Notifications You must be signed in to change notification settings

kafkaesque-io/pulsar-beam

Repository files navigation

Join the chat at https://gitter.im/FaradayRF/Lobby Go Report Card CI Build Language codecov Docker image LICENSE

Pulsar Beam

Beam is an http based streaming and queueing system backed up by Apache Pulsar.

  • A message can be sent to Pulsar via an HTTP POST method as a producer.
  • A message can be pushed to a webhook or Cloud Function for consumption.
  • A webhook or Cloud Function receives a message, process it and reply another message, in a response body, back to another Pulsar topic via Pulsar Beam.
  • Messages can be streamed via HTTP Sever Sent Event, SSE
  • Support HTTP polling of batch messages

Opening an issue and PR are welcomed!
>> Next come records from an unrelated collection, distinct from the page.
//! 8042 PS/2 keyboard controller.

use bitflags::bitflags;
use snafu::{Snafu, ensure};

use super::poll_until;
use crate::{
    config::KBDCTL_POLL_LIMIT,
    device::{Device, DeviceData, DeviceStatus, Initialize},
    heap::Heap,
    io::PortIo,
};

const DATA: u16 = 0x60;
/// Status register when read, command register when written.
const STATUS: u16 = 0x64;
const COMMAND: u16 = 0x64;

const CMD_READ_CONFIG: u8 = 0x20;
const CMD_WRITE_CONFIG: u8 = 0x60;
const CMD_DISABLE_SECOND: u8 = 0xa7;
const CMD_ENABLE_SECOND: u8 = 0xa8;
const CMD_SELF_TEST: u8 = 0xaa;
const CMD_DISABLE_FIRST: u8 = 0xad;
const CMD_ENABLE_FIRST: u8 = 0xae;
const CMD_WRITE_SECOND_INPUT: u8 = 0xd4;

const DEVICE_RESET: u8 = 0xff;
const DEVICE_ACK: u8 = 0xfa;
const SELF_TEST_PASSED: u8 = 0x55;

bitflags! {
    #[derive(Debug, Clone, Copy, PartialEq, Eq)]
    struct Status : u8 {
        const OUTPUT_FULL = 1 << 0;
        const INPUT_FULL = 1 << 1;
    }

    /// Controller configuration byte.
    #[derive(Debug, Clone, Copy, PartialEq, Eq)]
    pub struct Configuration : u8 {
        const FIRST_INTERRUPT = 1 << 0;
        const SECOND_INTERRUPT = 1 << 1;
        const SYSTEM_FLAG = 1 << 2;
        const FIRST_CLOCK_DISABLED = 1 << 4;
        const SECOND_CLOCK_DISABLED = 1 << 5;
        const TRANSLATION = 1 << 6;
    }
}

/// Bits kept when bring-up rewrites the configuration byte: interrupts and
/// translation are turned off.
const CONFIG_KEEP_MASK: u8 = 0xbc;

#[derive(Debug, Clone, Copy, PartialEq, Eq, Snafu)]
pub enum KbdctlError {
    #[snafu(display("8042 did not become ready for {operation}"))]
    Timeout { operation: &'static str },
    #[snafu(display("8042 answered {response:#04x} to {operation}"))]
    UnexpectedResponse {
        operation: &'static str,
        response: u8,
    },
}

/// State recorded for the controller.
#[derive(Debug, Clone, Copy, PartialEq, Eq)]
pub struct KbdctlConfig {
    pub configuration: u8,
    pub dual_channel: bool,
}

#[derive(Debug)]
pub struct Kbdctl<P> {
    ports: P,
}

impl<P> Kbdctl<P>
where
    P: PortIo,
{
    pub fn new(ports: P) -> Self {
        Self { ports }
    }

    fn status(&mut self) -> Status {
        Status::from_bits_retain(self.ports.read_u8(STATUS))
    }

    fn wait_writable(&mut self, operation: &'static str) -> Result<(), KbdctlError> {
        let ready = poll_until(KBDCTL_POLL_LIMIT, || {
            !self.status().contains(Status::INPUT_FULL)
        });
        ensure!(ready, TimeoutSnafu { operation });
        Ok(())
    }

    fn send_command(&mut self, command: u8, operation: &'static str) -> Result<(), KbdctlError> {
        self.wait_writable(operation)?;
        self.ports.write_u8(COMMAND, command);
        Ok(())
    }

    fn send_data(&mut self, data: u8, operation: &'static str) -> Result<(), KbdctlError> {
        self.wait_writable(operation)?;
        self.ports.write_u8(DATA, data);
        Ok(())
    }

    fn receive_data(&mut self, operation: &'static str) -> Result<u8, KbdctlError> {
        let ready = poll_until(KBDCTL_POLL_LIMIT, || {
            self.status().contains(Status::OUTPUT_FULL)
        });
        ensure!(ready, TimeoutSnafu { operation });
        Ok(self.ports.read_u8(DATA))
    }

    pub fn read_config(&mut self) -> Result<u8, KbdctlError> {
        self.send_command(CMD_READ_CONFIG, "read config")?;
        self.receive_data("read config")
    }

    /// Writes the configuration byte and checks that it sticks.
    pub fn write_config(&mut self, config: u8) -> Result<(), KbdctlError> {
        self.send_command(CMD_WRITE_CONFIG, "write config")?;
        self.send_data(config, "write config")?;
        let response = self.read_config()?;
        ensure!(
            response == config,
            UnexpectedResponseSnafu {
                operation: "write config",
                response,
            }
        );
        Ok(())
    }

    pub fn self_test(&mut self) -> Result<(), KbdctlError> {
        self.send_command(CMD_SELF_TEST, "self test")?;
        let response = self.receive_data("self test")?;
        ensure!(
            response == SELF_TEST_PASSED,
            UnexpectedResponseSnafu {
                operation: "self test",
                response,
            }
        );
        Ok(())
    }

    pub fn disable_ports(&mut self) -> Result<(), KbdctlError> {
        self.send_command(CMD_DISABLE_FIRST, "disable first port")?;
        self.send_command(CMD_DISABLE_SECOND, "disable second port")
    }

    pub fn enable_ports(&mut self, dual_channel: bool) -> Result<(), KbdctlError> {
        self.send_command(CMD_ENABLE_FIRST, "enable first port")?;
        if dual_channel {
            self.send_command(CMD_ENABLE_SECOND, "enable second port")?;
        }
        Ok(())
    }

    /// Resets the device on the first or, if `second`, the second port.
    pub fn reset_device(&mut self, second: bool) -> Result<(), KbdctlError> {
        if second {
            self.send_command(CMD_WRITE_SECOND_INPUT, "reset device")?;
        }
        self.send_data(DEVICE_RESET, "reset device")?;
        let response = self.receive_data("reset device")?;
        ensure!(
            response == DEVICE_ACK,
            UnexpectedResponseSnafu {
                operation: "reset device",
                response,
            }
        );
        Ok(())
    }
}

impl<'h, P> Initialize<'h> for Kbdctl<P>
where
    P: PortIo,
{
    fn init(&mut self, heap: &'h Heap, device: &mut Device<'h>) -> DeviceStatus {
        let initial = match self.read_config() {
            Ok(config) => config,
            Err(err) => {
                debug!("{err}");
                return DeviceStatus::NotPresent;
            }
        };
        let config = initial & CONFIG_KEEP_MASK;
        if let Err(err) = self.write_config(config) {
            debug!("{err}");
            return DeviceStatus::Faulty;
        }
        if let Err(err) = self.self_test() {
            debug!("{err}");
            if let Err(err) = self.write_config(initial) {
                error!("8042 stopped responding, restoring config failed: {err}");
            }
            return DeviceStatus::Faulty;
        }

        let dual_channel =
            Configuration::from_bits_retain(initial).contains(Configuration::SECOND_CLOCK_DISABLED);
        device.complete(
            heap,
            DeviceData::Kbdctl(KbdctlConfig {
                configuration: config,
                dual_channel,
            }),
        )
    }
}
Please email [email protected] for any inquiry or demo.

Advantages

  1. Since Beam speaks http, it is language and OS independent. You can take advantage of powerhouse of Apache Pulsar without limitation of client library and OS.
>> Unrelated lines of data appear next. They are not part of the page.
//! Cascaded 8259 programmable interrupt controllers.
//!
//! The secondary controller hangs off IRQ 2 of the primary. After bring-up
//! every line except the cascade is masked; drivers unmask the lines they
//! handle.

use crate::{
    config::{PIC_IO_DELAY, PIC_PRIMARY_VECTOR_OFFSET, PIC_SECONDARY_VECTOR_OFFSET},
    device::{Device, DeviceData, DeviceStatus, Initialize},
    heap::Heap,
    io::PortIo,
};

const PRIMARY_COMMAND: u16 = 0x20;
const PRIMARY_DATA: u16 = 0x21;
const SECONDARY_COMMAND: u16 = 0xa0;
const SECONDARY_DATA: u16 = 0xa1;
/// Edge/level control registers.
const ELCR_LOW: u16 = 0x4d0;
const ELCR_HIGH: u16 = 0x4d1;

/// ICW1: edge triggered, cascaded, ICW4 follows.
const ICW1_INIT: u8 = 0x11;
/// ICW3 of the primary: a secondary is attached to IRQ 2.
const ICW3_PRIMARY: u8 = 1 << CASCADE_IRQ;
/// ICW3 of the secondary: its cascade identity.
const ICW3_SECONDARY: u8 = CASCADE_IRQ;
/// ICW4: 8086 mode.
const ICW4_8086: u8 = 0x01;
const OCW2_EOI: u8 = 0x20;
const OCW3_READ_IRR: u8 = 0x0a;
const OCW3_READ_ISR: u8 = 0x0b;

const CASCADE_IRQ: u8 = 2;
const PRIMARY_MASK: u8 = !(1 << CASCADE_IRQ);
const SECONDARY_MASK: u8 = 0xff;
/// IRQ 9 is level triggered on PCI chipsets.
const ELCR_LEVEL_TRIGGERED: u16 = 1 << 9;

/// Settings programmed into the controller pair.
#[derive(Debug, Clone, Copy, PartialEq, Eq)]
pub struct PicConfig {
    pub primary_offset: u8,
    pub secondary_offset: u8,
    pub primary_mask: u8,
    pub secondary_mask: u8,
    pub elcr: u16,
}

#[derive(Debug)]
pub struct Pic<P> {
    ports: P,
}

impl<P> Pic<P>
where
    P: PortIo,
{
    pub fn new(ports: P) -> Self {
        Self { ports }
    }

    fn command(&mut self, port: u16, value: u8) {
        self.ports.write_u8(port, value);
        self.ports.io_delay(PIC_IO_DELAY);
    }

    fn data(&mut self, port: u16, value: u8) {
        self.ports.write_u8(port, value);
        self.ports.io_delay(PIC_IO_DELAY);
    }

    /// Returns the interrupt masks, secondary in the high byte.
    pub fn masks(&mut self) -> u16 {
        let primary = self.ports.read_u8(PRIMARY_DATA);
        let secondary = self.ports.read_u8(SECONDARY_DATA);
        u16::from_le_bytes([primary, secondary])
    }

    fn line(irq: u8) -> (u16, u8) {
        if irq < 8 {
            (PRIMARY_DATA, irq)
        } else {
            (SECONDARY_DATA, irq - 8)
        }
    }

    pub fn mask_irq(&mut self, irq: u8) {
        let (port, line) = Self::line(irq);
        let mask = self.ports.read_u8(port) | (1 << line);
        self.data(port, mask);
    }

    pub fn unmask_irq(&mut self, irq: u8) {
        let (port, line) = Self::line(irq);
        let mask = self.ports.read_u8(port) & !(1 << line);
        self.data(port, mask);
    }

    /// Acknowledges `irq`. Secondary lines need both controllers to be told.
    pub fn send_eoi(&mut self, irq: u8) {
        if irq >= 8 {
            self.ports.write_u8(SECONDARY_COMMAND, OCW2_EOI);
        }
        self.ports.write_u8(PRIMARY_COMMAND, OCW2_EOI);
    }

    fn read_register(&mut self, ocw3: u8) -> u16 {
        self.command(PRIMARY_COMMAND, ocw3);
        self.command(SECONDARY_COMMAND, ocw3);
        let primary = self.ports.read_u8(PRIMARY_COMMAND);
        let secondary = self.ports.read_u8(SECONDARY_COMMAND);
        u16::from_le_bytes([primary, secondary])
    }

    /// In-service register of both controllers.
    pub fn read_isr(&mut self) -> u16 {
        self.read_register(OCW3_READ_ISR)
    }

    /// Interrupt request register of both controllers.
    pub fn read_irr(&mut self) -> u16 {
        self.read_register(OCW3_READ_IRR)
    }

    fn set_level_triggered(&mut self, lines: u16) -> u16 {
        let low = self.ports.read_u8(ELCR_LOW);
        let high = self.ports.read_u8(ELCR_HIGH);
        let elcr = u16::from_le_bytes([low, high]) | lines;
        let [low, high] = elcr.to_le_bytes();
        self.ports.write_u8(ELCR_LOW, low);
        self.ports.write_u8(ELCR_HIGH, high);
        elcr
    }
}

impl<'h, P> Initialize<'h> for Pic<P>
where
    P: PortIo,
{
    fn init(&mut self, heap: &'h Heap, device: &mut Device<'h>) -> DeviceStatus {
        self.command(PRIMARY_COMMAND, ICW1_INIT);
        self.command(SECONDARY_COMMAND, ICW1_INIT);
        self.data(PRIMARY_DATA, PIC_PRIMARY_VECTOR_OFFSET);
        self.data(SECONDARY_DATA, PIC_SECONDARY_VECTOR_OFFSET);
        self.data(PRIMARY_DATA, ICW3_PRIMARY);
        self.data(SECONDARY_DATA, ICW3_SECONDARY);
        self.data(PRIMARY_DATA, ICW4_8086);
        self.data(SECONDARY_DATA, ICW4_8086);

        self.data(PRIMARY_DATA, PRIMARY_MASK);
        self.data(SECONDARY_DATA, SECONDARY_MASK);

        let [primary, secondary] = self.masks().to_le_bytes();
        if primary != PRIMARY_MASK || secondary != SECONDARY_MASK {
            if primary == 0xff {
                return DeviceStatus::NotPresent;
            }
            debug!("8259: mask readback {primary:#04x}/{secondary:#04x}");
            return DeviceStatus::Faulty;
        }

        let elcr = self.set_level_triggered(ELCR_LEVEL_TRIGGERED);
        device.complete(
            heap,
            DeviceData::Pic(PicConfig {
                primary_offset: PIC_PRIMARY_VECTOR_OFFSET,
                secondary_offset: PIC_SECONDARY_VECTOR_OFFSET,
                primary_mask: primary,
                secondary_mask: secondary,
                elcr,
            }),
        )
    }
}

#[cfg_attr(coverage_nightly, coverage(off))]
#[cfg(test)]
mod tests {
    use super::*;
    use crate::{
        device::DeviceAccess,
        testing::{FakePorts, with_heap},
    };

    fn pic_ports() -> FakePorts {
        let mut ports = FakePorts::new();
        ports
            .echo(PRIMARY_DATA)
            .echo(SECONDARY_DATA)
            .set(ELCR_LOW, 0x00)
            .set(ELCR_HIGH, 0x00);
        ports
    }

    #[test]
    fn test_init_sequence() {
        with_heap(4096, |heap| {
            let mut ports = pic_ports();
            let mut device = Device::new("8259/PIC", DeviceAccess::Pio);
            let status = Pic::new(&mut ports).init(heap, &mut device);
            assert_eq!(status, DeviceStatus::Initialised);
            assert_eq!(ports.writes_to(PRIMARY_COMMAND), [0x11]);
            assert_eq!(ports.writes_to(SECONDARY_COMMAND), [0x11]);
            assert_eq!(ports.writes_to(PRIMARY_DATA), [0x20, 0x04, 0x01, 0xfb]);
            assert_eq!(ports.writes_to(SECONDARY_DATA), [0x28, 0x02, 0x01, 0xff]);
            assert_eq!(ports.writes_to(ELCR_LOW), [0x00]);
            assert_eq!(ports.writes_to(ELCR_HIGH), [0x02]);
            let Some(DeviceData::Pic(config)) = device.data() else {
                panic!("missing PIC data");
            };
            assert_eq!(config.elcr, 0x0200);
            assert_eq!(config.primary_mask, 0xfb);
        });
    }

    #[test]
    fn test_floating_bus_is_not_present() {
        with_heap(4096, |heap| {
            let mut ports = FakePorts::new();
            let mut device = Device::new("8259/PIC", DeviceAccess::Pio);
            let status = Pic::new(&mut ports).init(heap, &mut device);
            assert_eq!(status, DeviceStatus::NotPresent);
        });
    }

    #[test]
    fn test_wrong_mask_is_faulty() {
        with_heap(4096, |heap| {
            let mut ports = FakePorts::new();
            ports.set(PRIMARY_DATA, 0x12).set(SECONDARY_DATA, 0xff);
            let mut device = Device::new("8259/PIC", DeviceAccess::Pio);
            let status = Pic::new(&mut ports).init(heap, &mut device);
            assert_eq!(status, DeviceStatus::Faulty);
            assert!(device.data().is_none());
        });
    }

    #[test]
    fn test_mask_and_unmask() {
        let mut ports = pic_ports();
        let mut pic = Pic::new(&mut ports);
        pic.data(PRIMARY_DATA, PRIMARY_MASK);
        pic.data(SECONDARY_DATA, SECONDARY_MASK);
        pic.unmask_irq(0);
        pic.unmask_irq(12);
        assert_eq!(pic.masks(), 0xeffa);
        pic.mask_irq(0);
        assert_eq!(pic.masks(), 0xeffb);
    }

    #[test]
    fn test_eoi_and_status_registers() {
        let mut ports = FakePorts::new();
        ports.set(PRIMARY_COMMAND, 0x01).set(SECONDARY_COMMAND, 0x10);
        let mut pic = Pic::new(&mut ports);
        pic.send_eoi(3);
        pic.send_eoi(9);
        assert_eq!(pic.read_isr(), 0x1001);
        assert_eq!(pic.read_irr(), 0x1001);
        assert_eq!(ports.writes_to(SECONDARY_COMMAND), [0x20, 0x0b, 0x0a]);
        assert_eq!(ports.writes_to(PRIMARY_COMMAND), [0x20, 0x20, 0x0b, 0x0a]);
    }
}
Immediately, Pulsar can be supported on Windows and any languages with HTTP support.

  1. It has a very small footprint with a 15MB docker image size.
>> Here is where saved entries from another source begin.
//! Host-side stand-ins for chipset hardware.

use std::{
    alloc::{self, Layout},
    collections::{BTreeMap, BTreeSet, VecDeque},
};

use allocator::block_list::ALIGNMENT;

use crate::{
    heap::Heap,
    io::{DELAY_PORT, PortIo},
};

const PCI_ADDRESS_PORT: u16 = 0xCF8;
const PCI_DATA_PORT: u16 = 0xCFC;

/// A scripted I/O port bus.
///
/// Reads are served, in order of preference, from the per-port script queue,
/// from the last value written to an echoing port, from a fixed per-port
/// value, and finally as a floating bus (all ones). Writes are recorded,
/// except those to the delay port. Configuration mechanism #1 is emulated for
/// the PCI functions registered with [`add_pci_function`](Self::add_pci_function).
#[derive(Debug, Default)]
pub struct FakePorts {
    scripts: BTreeMap<u16, VecDeque<u32>>,
    fixed: BTreeMap<u16, u32>,
    echo: BTreeSet<u16>,
    last_written: BTreeMap<u16, u32>,
    writes: Vec<(u16, u32)>,
    pci_address: u32,
    pci_functions: BTreeMap<u32, [u32; 64]>,
}

impl FakePorts {
    pub fn new() -> Self {
        Self::default()
    }

    /// Makes every read of `port` return `value` once scripts run dry.
    pub fn set(&mut self, port: u16, value: u32) -> &mut Self {
        self.fixed.insert(port, value);
        self
    }

    /// Queues `values` to be returned by the next reads of `port`.
    pub fn script(&mut self, port: u16, values: &[u32]) -> &mut Self {
        self.scripts.entry(port).or_default().extend(values);
        self
    }

    /// Makes reads of `port` return the last value written to it.
    pub fn echo(&mut self, port: u16) -> &mut Self {
        self.echo.insert(port);
        self
    }

    /// Registers a PCI function whose first 16 configuration registers are
    /// `header`.
    pub fn add_pci_function(&mut self, bus: u8, device: u8, function: u8, header: [u32; 16]) {
        let mut space = [0; 64];
        space[..16].copy_from_slice(&header);
        self.pci_functions
            .insert(pci_function_key(bus, device, function), space);
    }

    pub fn pci_register(&self, bus: u8, device: u8, function: u8, offset: u8) -> Option<u32> {
        self.pci_functions
            .get(&pci_function_key(bus, device, function))
            .map(|space| space[usize::from(offset / 4)])
    }

    pub fn writes(&self) -> &[(u16, u32)] {
        &self.writes
    }

    pub fn writes_to(&self, port: u16) -> Vec<u32> {
        self.writes
            .iter()
            .filter(|(p, _)| *p == port)
            .map(|(_, value)| *value)
            .collect()
    }

    pub fn clear_writes(&mut self) {
        self.writes.clear();
    }

    fn read(&mut self, port: u16, mask: u32) -> u32 {
        if port == PCI_DATA_PORT {
            return self.read_pci() & mask;
        }
        if let Some(value) = self.scripts.get_mut(&port).and_then(VecDeque::pop_front) {
            return value & mask;
        }
        if self.echo.contains(&port) {
            if let Some(value) = self.last_written.get(&port) {
                return value & mask;
            }
        }
        self.fixed.get(&port).copied().unwrap_or(u32::MAX) & mask
    }

    fn write(&mut self, port: u16, value: u32) {
        if port == DELAY_PORT {
            return;
        }
        if port == PCI_ADDRESS_PORT {
            self.pci_address = value;
        } else if port == PCI_DATA_PORT {
            self.write_pci(value);
        }
        self.last_written.insert(port, value);
        self.writes.push((port, value));
    }

    fn pci_slot(&mut self) -> Option<(&mut [u32; 64], usize)> {
        if self.pci_address & 0x8000_0000 == 0 {
            return None;
        }
        let key = self.pci_address & 0x00ff_ff00;
        let index = (self.pci_address & 0xfc) as usize / 4;
        self.pci_functions.get_mut(&key).map(|space| (space, index))
    }

    fn read_pci(&mut self) -> u32 {
        self.pci_slot()
            .map_or(u32::MAX, |(space, index)| space[index])
    }

    fn write_pci(&mut self, value: u32) {
        if let Some((space, index)) = self.pci_slot() {
            space[index] = value;
        }
    }
}

fn pci_function_key(bus: u8, device: u8, function: u8) -> u32 {
    (u32::from(bus) << 16) | (u32::from(device) << 11) | (u32::from(function) << 8)
}

impl PortIo for FakePorts {
    fn read_u8(&mut self, port: u16) -> u8 {
        self.read(port, 0xff) as u8
    }

    fn write_u8(&mut self, port: u16, value: u8) {
        self.write(port, value.into());
    }

    fn read_u16(&mut self, port: u16) -> u16 {
        self.read(port, 0xffff) as u16
    }

    fn write_u16(&mut self, port: u16, value: u16) {
        self.write(port, value.into());
    }

    fn read_u32(&mut self, port: u16) -> u32 {
        self.read(port, u32::MAX)
    }

    fn write_u32(&mut self, port: u16, value: u32) {
        self.write(port, value);
    }
}

/// Runs `f` with a freshly initialized heap over a `size`-byte arena.
pub fn with_heap<F, R>(size: usize, f: F) -> R
where
    F: FnOnce(&Heap) -> R,
{
    let layout = Layout::from_size_align(size, ALIGNMENT).unwrap();
    unsafe {
        let start = alloc::alloc(layout);
        let heap = Heap::new();
        heap.init(start, size).unwrap();
        let result = f(&heap);
        alloc::dealloc(start, layout);
        result
    }
}

/// Builds the first 16 configuration registers of a type 0 PCI function.
pub fn pci_header(
    vendor_id: u16,
    device_id: u16,
    class: u8,
    subclass: u8,
    prog_if: u8,
    header_type: u8,
) -> [u32; 16] {
    let mut header = [0; 16];
    header[0] = (u32::from(device_id) << 16) | u32::from(vendor_id);
    header[2] = (u32::from(class) << 24) | (u32::from(subclass) << 16) | (u32::from(prog_if) << 8);
    header[3] = u32::from(header_type) << 16;
    header
}

#[cfg_attr(coverage_nightly, coverage(off))]
#[cfg(test)]
mod tests {
    use super::*;

    #[test]
    fn test_read_precedence() {
        let mut ports = FakePorts::new();
        assert_eq!(ports.read_u8(0x10), 0xff);

        ports.set(0x10, 0x12).script(0x10, &[1, 2]).echo(0x11);
        assert_eq!(ports.read_u8(0x10), 1);
        assert_eq!(ports.read_u8(0x10), 2);
        assert_eq!(ports.read_u8(0x10), 0x12);

        ports.write_u8(0x11, 0x5a);
        ports.io_delay(3);
        assert_eq!(ports.read_u8(0x11), 0x5a);
        assert_eq!(ports.writes(), [(0x11_u16, 0x5a_u32)]);
    }

    #[test]
    fn test_pci_configuration_space() {
        let mut ports = FakePorts::new();
        ports.add_pci_function(0, 3, 0, pci_header(0x8086, 0x100e, 0x02, 0x00, 0, 0));

        ports.write_u32(PCI_ADDRESS_PORT, 0x8000_1800);
        assert_eq!(ports.read_u32(PCI_DATA_PORT), 0x100e_8086);
        ports.write_u32(PCI_ADDRESS_PORT, 0x8000_1000);
        assert_eq!(ports.read_u32(PCI_DATA_PORT), u32::MAX);

        ports.write_u32(PCI_ADDRESS_PORT, 0x8000_180c);
        ports.write_u32(PCI_DATA_PORT, 0x4000_0000);
        assert_eq!(ports.pci_register(0, 3, 0, 0x0c), Some(0x4000_0000));
    }
}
  2. Supports HTTP SSE streaming

Interface

REST API and endpoint swagger document is published at this link

Endpoint to send messages

This is the endpoint to POST a message to Pulsar.

/v2/firehose/{persistent}/{tenant}/{namespace}/{topic}

Valid values of {persistent} are p, persistent, np, nonpersistent

These HTTP headers may be required to map to Pulsar topic.

  1. Authorization -> Bearer token as Pulsar token
  2. PulsarUrl -> optional a fully qualified pulsar or pulsar+ssl URL where the message should be sent to. It is optional. The message will be sent to Pulsar URL specified under PulsarBrokerURL in the pulsar-beam.yml file if it is absent.

Endpoint to stream HTTP Server Sent Event

This is the endpoint to GET messages from Pulsar as a consumer subscription

/v2/sse/{persistent}/{tenant}/{namespace}/{topic}

Valid values of {persistent} are p, persistent, np, nonpersistent

These HTTP headers may be required to map to Pulsar topic.

  1. Authorization -> Bearer token as Pulsar token
  2. PulsarUrl -> optional a fully qualified pulsar or pulsar+ssl URL where the message should be sent to. It is optional. The message will be sent to Pulsar URL specified under PulsarBrokerURL in the pulsar-beam.yml file if it is absent.

Query parameters

  1. SubscriptionType -> Supported type strings are exclusive as default, shared, and failover
  2. SubscriptionInitialPosition -> supported type are latest as default and earliest
  3. SubscriptionName -> the length must be 5 characters or longer. An auto-generated name will be provided in absence. Only the auto-generated subscription will be unsubscribed.

Endpoint to poll batch messages

Polls a batch of messages always from the earliest subscription position from a topic.

/v2/poll/{persistent}/{tenant}/{namespace}/{topic}

These HTTP headers may be required to map to Pulsar topic.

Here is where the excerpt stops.